47. Le Centre devrait donc prévoir des fournisseurs de substitution, quitte à favoriser l’émergence de nouveaux opérateurs ou exiger, par le biais de l’UE, certaines garanties de la part du gouvernement américain. Dans tous les cas de figure, il demeure dans l’intérêt du Centre satellitaire de consommer de l’image satellite et d’exiger une indépendance maximale dans l’accès aux données. Ce n’est que sous ces conditions que les lois du marché élimineront les sociétés transgressant les lois les plus élémentaires de la confidentialité des informations commerciales - en l’occurrence les sociétés américaines - et offriront à leurs concurrentes (européennes, indienne, russe) l’occasion de s’imposer et de se développer. Les actuelles déficiences des opérateurs satellitaires commerciaux en matière de sécurisation des transferts ne sauraient être un argument contre leur exploitation, sous peine de voir l’industrie européenne péricliter, faute de marchés.
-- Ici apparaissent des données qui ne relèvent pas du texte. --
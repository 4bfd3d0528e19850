// libs/patient-cell/src/services/patient.rs
use std::collections::HashMap;

use chrono::{DateTime, Utc};
use reqwest::Method;
use serde::Deserialize;
use serde_json::{json, Value};
use tracing::{debug, info, warn};
use uuid::Uuid;

use shared_config::AppConfig;
use shared_database::supabase::SupabaseClient;

use crate::models::{BirthCenterPatient, Patient, PatientError, UpdatePatientRequest};

/// One appointment row joined with its patient.
#[derive(Debug, Deserialize)]
struct VisitRow {
    patient_id: Uuid,
    appointment_date: DateTime<Utc>,
    status: String,
    patients: Option<Patient>,
}

/// Distinct patients in order of first appearance. Rows must be sorted newest
/// appointment first, so the first row seen for a patient is their latest visit.
fn collect_patients(rows: Vec<VisitRow>) -> Vec<BirthCenterPatient> {
    let mut index: HashMap<Uuid, usize> = HashMap::new();
    let mut patients: Vec<BirthCenterPatient> = Vec::new();

    for row in rows {
        if let Some(&i) = index.get(&row.patient_id) {
            patients[i].total_appointments += 1;
            continue;
        }

        let Some(patient) = row.patients else {
            warn!("Appointment for patient {} has no readable patient row", row.patient_id);
            continue;
        };

        index.insert(row.patient_id, patients.len());
        patients.push(BirthCenterPatient {
            patient,
            last_appointment_date: row.appointment_date,
            last_appointment_status: row.status,
            total_appointments: 1,
        });
    }

    patients
}

pub struct PatientService {
    supabase: SupabaseClient,
}

impl PatientService {
    pub fn new(config: &AppConfig) -> Self {
        Self {
            supabase: SupabaseClient::new(config),
        }
    }

    pub async fn get_patient(&self, patient_id: Uuid, auth_token: &str) -> Result<Patient, PatientError> {
        debug!("Fetching patient {}", patient_id);

        let path = format!("/rest/v1/patients?id=eq.{}", patient_id);
        let result: Vec<Value> = self.supabase.request(Method::GET, &path, Some(auth_token), None).await?;

        let row = result.into_iter().next().ok_or(PatientError::NotFound)?;
        Ok(serde_json::from_value(row)?)
    }

    /// Profile of the signed-in account.
    pub async fn get_by_user(&self, user_id: &str, auth_token: &str) -> Result<Patient, PatientError> {
        let patient_id = Uuid::parse_str(user_id)
            .map_err(|_| PatientError::ValidationError(format!("Invalid user id: {}", user_id)))?;

        self.get_patient(patient_id, auth_token).await
    }

    pub async fn update_profile(
        &self,
        patient_id: Uuid,
        request: UpdatePatientRequest,
        auth_token: &str,
    ) -> Result<Patient, PatientError> {
        let mut update_data = serde_json::Map::new();

        for (field, value) in [("first_name", &request.first_name), ("last_name", &request.last_name)] {
            if let Some(name) = value {
                if name.trim().is_empty() {
                    return Err(PatientError::ValidationError(format!("{} cannot be empty", field)));
                }
                update_data.insert(field.to_string(), json!(name.trim()));
            }
        }
        if let Some(middle_name) = request.middle_name {
            update_data.insert("middle_name".to_string(), json!(middle_name));
        }
        if let Some(contact_number) = request.contact_number {
            update_data.insert("contact_number".to_string(), json!(contact_number));
        }
        if let Some(address) = request.address {
            update_data.insert("address".to_string(), json!(address));
        }
        if let Some(url) = request.profile_picture_url {
            update_data.insert("profile_picture_url".to_string(), json!(url));
        }

        if update_data.is_empty() {
            return self.get_patient(patient_id, auth_token).await;
        }

        let path = format!("/rest/v1/patients?id=eq.{}", patient_id);
        let result: Vec<Value> = self.supabase.request_with_headers(
            Method::PATCH,
            &path,
            Some(auth_token),
            Some(Value::Object(update_data)),
            Some(SupabaseClient::return_representation()),
        ).await?;

        let row = result.into_iter().next().ok_or(PatientError::NotFound)?;
        let patient: Patient = serde_json::from_value(row)?;
        info!("Updated profile for patient {}", patient.id);

        Ok(patient)
    }

    /// Everyone with an appointment at the birth center, most recently seen first.
    pub async fn list_birth_center_patients(
        &self,
        birth_center_id: Uuid,
        auth_token: &str,
    ) -> Result<Vec<BirthCenterPatient>, PatientError> {
        debug!("Listing patients of birth center {}", birth_center_id);

        let path = format!(
            "/rest/v1/appointments?select=patient_id,appointment_date,status,patients(*)&birth_center_id=eq.{}&order=appointment_date.desc",
            birth_center_id
        );
        let result: Vec<Value> = self.supabase.request(Method::GET, &path, Some(auth_token), None).await?;

        let rows = result
            .into_iter()
            .map(serde_json::from_value)
            .collect::<Result<Vec<VisitRow>, _>>()?;

        Ok(collect_patients(rows))
    }
}
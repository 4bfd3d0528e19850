// libs/appointment-cell/src/services/availability.rs
use chrono::{DateTime, Duration, NaiveDate, NaiveTime, Utc};
use reqwest::Method;
use serde_json::{json, Value};
use tracing::{debug, info};
use uuid::Uuid;

use shared_config::AppConfig;
use shared_database::supabase::SupabaseClient;

use crate::models::{
    Appointment, AppointmentError, DayAvailability, DayView, Timeslot, TimeslotConfig,
    APPOINTMENT_WINDOW_MINUTES,
};
use crate::services::appointment::{filter_timestamp, AppointmentService};
use crate::services::timeslot::{
    apply_selection, available_slots, generate_timeslots, mark_booked, parse_stored_slots,
    serialize_available, set_all, toggle_slot,
};

/// Key of a day in the `timeslots` table: midnight UTC of that date.
fn day_key(date: NaiveDate) -> DateTime<Utc> {
    date.and_time(NaiveTime::MIN).and_utc()
}

pub struct AvailabilityService {
    supabase: SupabaseClient,
    appointments: AppointmentService,
}

impl AvailabilityService {
    pub fn new(config: &AppConfig) -> Self {
        Self {
            supabase: SupabaseClient::new(config),
            appointments: AppointmentService::new(config),
        }
    }

    /// Appointments whose window can reach any of `slots`.
    async fn appointments_reaching(
        &self,
        birth_center_id: Uuid,
        slots: &[Timeslot],
        auth_token: &str,
    ) -> Result<Vec<Appointment>, AppointmentError> {
        let (Some(first), Some(last)) = (
            slots.iter().map(|s| s.start).min(),
            slots.iter().map(|s| s.end).max(),
        ) else {
            return Ok(Vec::new());
        };

        self.appointments.list_between(
            birth_center_id,
            first - Duration::minutes(APPOINTMENT_WINDOW_MINUTES),
            last,
            auth_token,
        ).await
    }

    /// The day's generated grid with booked slots flagged.
    pub async fn open_day(
        &self,
        birth_center_id: Uuid,
        date: NaiveDate,
        config: TimeslotConfig,
        auth_token: &str,
    ) -> Result<DayView, AppointmentError> {
        debug!("Opening {} for birth center {} with {:?}", date, birth_center_id, config);

        let mut slots = generate_timeslots(date, &config);
        let appointments = self.appointments_reaching(birth_center_id, &slots, auth_token).await?;
        mark_booked(&mut slots, &appointments);

        Ok(DayView {
            birth_center_id,
            date,
            config,
            slots,
        })
    }

    /// Upsert the day's available slots, replacing whatever was saved for the
    /// same birth center and date.
    async fn persist(
        &self,
        birth_center_id: Uuid,
        date: NaiveDate,
        slots: &[Timeslot],
        auth_token: &str,
    ) -> Result<DayAvailability, AppointmentError> {
        let row = json!({
            "birth_center_id": birth_center_id,
            "date": day_key(date).to_rfc3339(),
            "slots": serialize_available(slots)?
        });

        let _: Vec<Value> = self.supabase.request_with_headers(
            Method::POST,
            "/rest/v1/timeslots?on_conflict=birth_center_id,date",
            Some(auth_token),
            Some(json!([row])),
            Some(SupabaseClient::merge_duplicates()),
        ).await?;

        let saved = DayAvailability {
            birth_center_id,
            date,
            slots: available_slots(slots),
        };
        info!(
            "Saved {} available slots for birth center {} on {}",
            saved.slots.len(),
            birth_center_id,
            date
        );

        Ok(saved)
    }

    /// Persist the staff selection for a day. Booked slots are never saved.
    pub async fn save_day(
        &self,
        birth_center_id: Uuid,
        date: NaiveDate,
        config: TimeslotConfig,
        selected_starts: &[DateTime<Utc>],
        auth_token: &str,
    ) -> Result<DayAvailability, AppointmentError> {
        let mut view = self.open_day(birth_center_id, date, config, auth_token).await?;
        apply_selection(&mut view.slots, selected_starts);

        self.persist(birth_center_id, date, &view.slots, auth_token).await
    }

    /// Flip one slot of the saved selection and persist the result. With
    /// nothing saved yet, every free slot starts out available.
    pub async fn toggle_day_slot(
        &self,
        birth_center_id: Uuid,
        date: NaiveDate,
        config: TimeslotConfig,
        index: usize,
        auth_token: &str,
    ) -> Result<DayAvailability, AppointmentError> {
        let mut view = self.open_day(birth_center_id, date, config, auth_token).await?;

        if let Some(saved) = self.saved_day(birth_center_id, date, auth_token).await? {
            let starts: Vec<_> = saved.slots.iter().map(|s| s.start).collect();
            apply_selection(&mut view.slots, &starts);
        }

        let now_available = toggle_slot(&mut view.slots, index)?;
        debug!("Slot {} on {} is now available: {}", index, date, now_available);

        self.persist(birth_center_id, date, &view.slots, auth_token).await
    }

    /// Mark every free slot of the day available or unavailable and persist.
    pub async fn set_day(
        &self,
        birth_center_id: Uuid,
        date: NaiveDate,
        config: TimeslotConfig,
        available: bool,
        auth_token: &str,
    ) -> Result<DayAvailability, AppointmentError> {
        let mut view = self.open_day(birth_center_id, date, config, auth_token).await?;
        set_all(&mut view.slots, available);

        self.persist(birth_center_id, date, &view.slots, auth_token).await
    }

    pub async fn saved_day(
        &self,
        birth_center_id: Uuid,
        date: NaiveDate,
        auth_token: &str,
    ) -> Result<Option<DayAvailability>, AppointmentError> {
        let path = format!(
            "/rest/v1/timeslots?birth_center_id=eq.{}&date=eq.{}",
            birth_center_id,
            filter_timestamp(day_key(date))
        );
        let result: Vec<Value> = self.supabase.request(Method::GET, &path, Some(auth_token), None).await?;

        let Some(row) = result.into_iter().next() else {
            return Ok(None);
        };

        Ok(Some(DayAvailability {
            birth_center_id,
            date,
            slots: parse_stored_slots(&row["slots"])?,
        }))
    }

    /// Slots a patient can still book: the saved selection for the day, or the
    /// default hourly grid, minus anything overlapping an appointment that is
    /// still on. Cancelled appointments free their window here.
    pub async fn open_slots_for_patient(
        &self,
        birth_center_id: Uuid,
        date: NaiveDate,
        auth_token: &str,
    ) -> Result<Vec<Timeslot>, AppointmentError> {
        let mut slots = match self.saved_day(birth_center_id, date, auth_token).await? {
            Some(saved) => saved
                .slots
                .into_iter()
                .map(|s| Timeslot::new(s.start, s.end))
                .collect(),
            None => generate_timeslots(date, &TimeslotConfig::PATIENT_DEFAULT),
        };

        let mut appointments = self.appointments_reaching(birth_center_id, &slots, auth_token).await?;
        appointments.retain(|a| !a.is_cancelled());

        mark_booked(&mut slots, &appointments);
        slots.retain(|s| !s.booked);

        Ok(slots)
    }
}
48. Si l’on admet que le Centre peut demeurer un prestataire de services, ouvert sur l’exploitation commerciale de l’imagerie et des communications spatiales, quelles peuvent alors être ses missions générales ?
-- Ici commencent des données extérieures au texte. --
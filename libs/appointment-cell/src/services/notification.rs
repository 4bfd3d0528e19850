// libs/appointment-cell/src/services/notification.rs
use reqwest::Method;
use serde_json::{json, Value};
use tracing::{debug, info};

use shared_config::AppConfig;
use shared_database::supabase::SupabaseClient;

use crate::models::{
    AppointmentError, AppointmentStatus, Notification, NotificationTemplate, StatusChange,
};

pub const APPOINTMENT_STATUS_NOTIFICATION: &str = "appointment_status";

/// Title and body sent to the patient when an appointment moves to `status`.
pub fn status_template(status: &str) -> NotificationTemplate {
    let (title, body) = match AppointmentStatus::from(status.to_string()) {
        AppointmentStatus::Approved => (
            "Appointment Approved",
            "Your appointment has been approved by the birth center.",
        ),
        AppointmentStatus::Cancelled => (
            "Appointment Cancelled",
            "Your appointment has been cancelled.",
        ),
        AppointmentStatus::Completed => (
            "Appointment Completed",
            "Your appointment has been marked as completed.",
        ),
        AppointmentStatus::Rejected => (
            "Appointment Rejected",
            "Your appointment has been rejected by the birth center.",
        ),
        AppointmentStatus::Pending | AppointmentStatus::Other(_) => {
            return NotificationTemplate {
                title: "Appointment Status Updated".to_string(),
                body: format!("Your appointment status has been updated to {}.", status),
            };
        }
    };

    NotificationTemplate {
        title: title.to_string(),
        body: body.to_string(),
    }
}

pub struct NotificationService {
    supabase: SupabaseClient,
}

impl NotificationService {
    pub fn new(config: &AppConfig) -> Self {
        Self {
            supabase: SupabaseClient::new(config),
        }
    }

    /// Insert the patient-facing notification for a status change.
    pub async fn notify_status_change(
        &self,
        change: &StatusChange,
        auth_token: &str,
    ) -> Result<Notification, AppointmentError> {
        let template = status_template(&change.status);
        debug!("Notifying patient {} of status {}", change.patient_id, change.status);

        let notification_data = json!({
            "type": APPOINTMENT_STATUS_NOTIFICATION,
            "title": template.title,
            "body": template.body,
            "patient_id": change.patient_id,
            "birth_center_id": change.birth_center_id,
            "appointment_id": change.id,
            "receiver_id": change.patient_id,
            "is_read": false
        });

        let result: Vec<Value> = self.supabase.request_with_headers(
            Method::POST,
            "/rest/v1/notifications",
            Some(auth_token),
            Some(notification_data),
            Some(SupabaseClient::return_representation()),
        ).await?;

        let row = result
            .into_iter()
            .next()
            .ok_or_else(|| AppointmentError::DatabaseError("Notification insert returned no row".to_string()))?;

        let notification: Notification = serde_json::from_value(row)?;
        info!("Notification sent for appointment {}", change.id);

        Ok(notification)
    }
}
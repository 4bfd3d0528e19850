pub mod appointment;
pub mod availability;
pub mod calendar;
pub mod notification;
pub mod timeslot;

pub use appointment::AppointmentService;
pub use availability::AvailabilityService;
pub use calendar::CalendarMonth;
pub use notification::NotificationService;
49. La première d’entre elles serait certainement de permettre aux industries européennes de se maintenir sur un pied d’égalité avec les sociétés étrangères, en particulier américaines. A l’instar du DoD et du DoC (Department of Commerce), le Centre doit impérativement mettre en place un système de participation ou d’association privilégiée avec les industries européennes, afin de favoriser le développement des sociétés les plus petites et de garantir des marchés à l’ensemble de la profession. Si l’on admet que le secteur commercial joue désormais un rôle de locomotive, ce n’est que par ce moyen que l’industrie européenne sera à même d’offrir des services de qualité comparable à ceux des sociétés américaines, autant dans le domaine militaire que civil30. En assurant des débouchés aux sociétés satellitaires européennes, en participant aux phases finales des programmes militairement significatifs, ou en se positionnant en tant que client privilégié, le Centre satellitaire peut élargir son assise militaire et civile, tout en servant de moteur aux industries européennes et extra-européennes. Il est donc vital d’associer les industriels à son évolution, afin de faire coïncider les demandes à caractère stratégique émises par l’Europe avec le savoir-faire disponible localement. Des organismes comme Eucosat pourraient ainsi utilement servir d’interface entre les deux milieux.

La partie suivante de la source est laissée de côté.